Analysis of results from ABFE calculations#

In this notebook we show how to analyze results obtained with the OpenFE ABFE protocol. This notebook shows you how to extract

The overall binding free energy of each ligand in the dataset (DG)
The contribution from the different legs (complex and solvent) of a transformation.

Downloading the example dataset#

First let’s download some example ABFE results.

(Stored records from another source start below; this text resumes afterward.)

//! Tool selection: pick exactly one descriptor from the search candidates.
//!
//! Ordered precedence, first satisfied branch wins:
//!
//! 1. Query names a product category → a candidate advertising category
//!    filtering.
//! 2. General inventory/stock query (and not a low-stock one) → the
//!    canonical list-products tool with category support, else any
//!    inventory/product-named candidate that is not a low-stock tool, else
//!    the first candidate with both name and endpoint.
//! 3. First candidate with both name and endpoint (best-ranked result).
//! 4. Fail, naming whichever precondition broke.

use thiserror::Error;

use crate::extract::rules;
use crate::text::{has_any_phrase, has_phrase};
use crate::types::ToolDescriptor;

/// Canonical name of the list-products tool the backend exposes.
pub const LIST_PRODUCTS_TOOL: &str = "GetProducts";

const GENERAL_INVENTORY_PHRASES: &[&str] =
    &["all", "current stock", "inventory", "detailed", "stock levels"];

#[derive(Debug, Error, PartialEq, Eq)]
pub enum SelectError {
    #[error("no matching tool was found for this query")]
    NoCandidates,
    #[error("tool '{name}' matched but has no endpoint configured")]
    MissingEndpoint { name: String },
}

/// Low-stock queries get the dedicated low-stock tool ranking, never the
/// general inventory override.
pub fn is_low_stock_query(query: &str) -> bool {
    has_phrase(query, "low stock") || has_phrase(query, "under") || has_phrase(query, "below")
}

fn is_general_inventory_query(query: &str) -> bool {
    !is_low_stock_query(query) && has_any_phrase(query, GENERAL_INVENTORY_PHRASES)
}

/// Select exactly one tool for `query` from `candidates`.
pub fn select_tool<'a>(
    candidates: &'a [ToolDescriptor],
    query: &str,
) -> Result<&'a ToolDescriptor, SelectError> {
    let active: Vec<&ToolDescriptor> = candidates.iter().filter(|t| t.is_active).collect();

    // 1. Category-specific queries prefer a category-capable tool.
    let supplier_span = rules::detect_supplier(query).map(|(_, span)| span);
    if rules::detect_category(query, supplier_span.as_ref()).is_some() {
        if let Some(tool) = active
            .iter()
            .copied()
            .find(|t| t.is_invocable() && mentions_category_support(t))
        {
            return Ok(tool);
        }
    }

    // 2. General inventory queries prefer the canonical listing tool.
    if is_general_inventory_query(query) {
        if let Some(tool) = active.iter().copied().find(|t| {
            t.function_name == LIST_PRODUCTS_TOOL
                && t.is_invocable()
                && t.parameters_spec.to_lowercase().contains("category")
        }) {
            return Ok(tool);
        }
        if let Some(tool) = active.iter().copied().find(|t| {
            let name = t.function_name.to_lowercase();
            t.is_invocable()
                && (name.contains("inventory") || name.contains("product"))
                && !name.contains("low")
        }) {
            return Ok(tool);
        }
        if let Some(tool) = active.iter().copied().find(|t| t.is_invocable()) {
            return Ok(tool);
        }
    }

    // 3. Best-ranked usable candidate.
    if let Some(tool) = active.iter().copied().find(|t| t.is_invocable()) {
        return Ok(tool);
    }

    // 4. Nothing usable — name the closest partial candidate.
    match active
        .iter()
        .find(|t| !t.function_name.is_empty() && t.endpoint.is_empty())
    {
        Some(partial) => Err(SelectError::MissingEndpoint {
            name: partial.function_name.clone(),
        }),
        None => Err(SelectError::NoCandidates),
    }
}

fn mentions_category_support(tool: &ToolDescriptor) -> bool {
    tool.function_name.to_lowercase().contains("category")
        || tool.description.to_lowercase().contains("category")
        || tool.parameters_spec.to_lowercase().contains("category")
}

Please skip this section if you have already done this!

[1]:

!curl -O https://zenodo.org/records/19498687/files/abfe_results.zip
!unzip -o abfe_results.zip

  % Total    % Received % Xferd  Average Speed   Time    Time     Time  Current
                                 Dload  Upload   Total   Spent    Left  Speed
100 3092k  100 3092k    0     0   432k      0  0:00:07  0:00:07 --:--:--  501k
Archive:  abfe_results.zip
  inflating: abfe_results/README.md
  inflating: abfe_results/abfe_results_single_unit/results_2/1.json
  inflating: abfe_results/abfe_results_single_unit/toluene_results.json
  inflating: abfe_results/abfe_results_single_unit/results_1/1.json
  inflating: abfe_results/abfe_results_single_unit/results_0/1.json
  inflating: abfe_results/abfe_results_multiple_units/results_2/ligand1_transformation.json
  inflating: abfe_results/abfe_results_multiple_units/results_1/ligand1_transformation.json
  inflating: abfe_results/abfe_results_multiple_units/results_0/ligand1_transformation.json

Imports#

Here are a bunch of imports we will need later in the notebook.

[2]:

import numpy as np
import os
import pathlib
from gufe.tokenization import JSON_HANDLER
import pandas as pd
from openff.units import unit
from openfecli.commands.gather import (
    format_estimate_uncertainty,
    _collect_result_jsons,
    load_json,
)

Some helper methods to load and format the ABFE results#

Over the next few cells, we define some helper methods that we will use to load and format the ABFE results.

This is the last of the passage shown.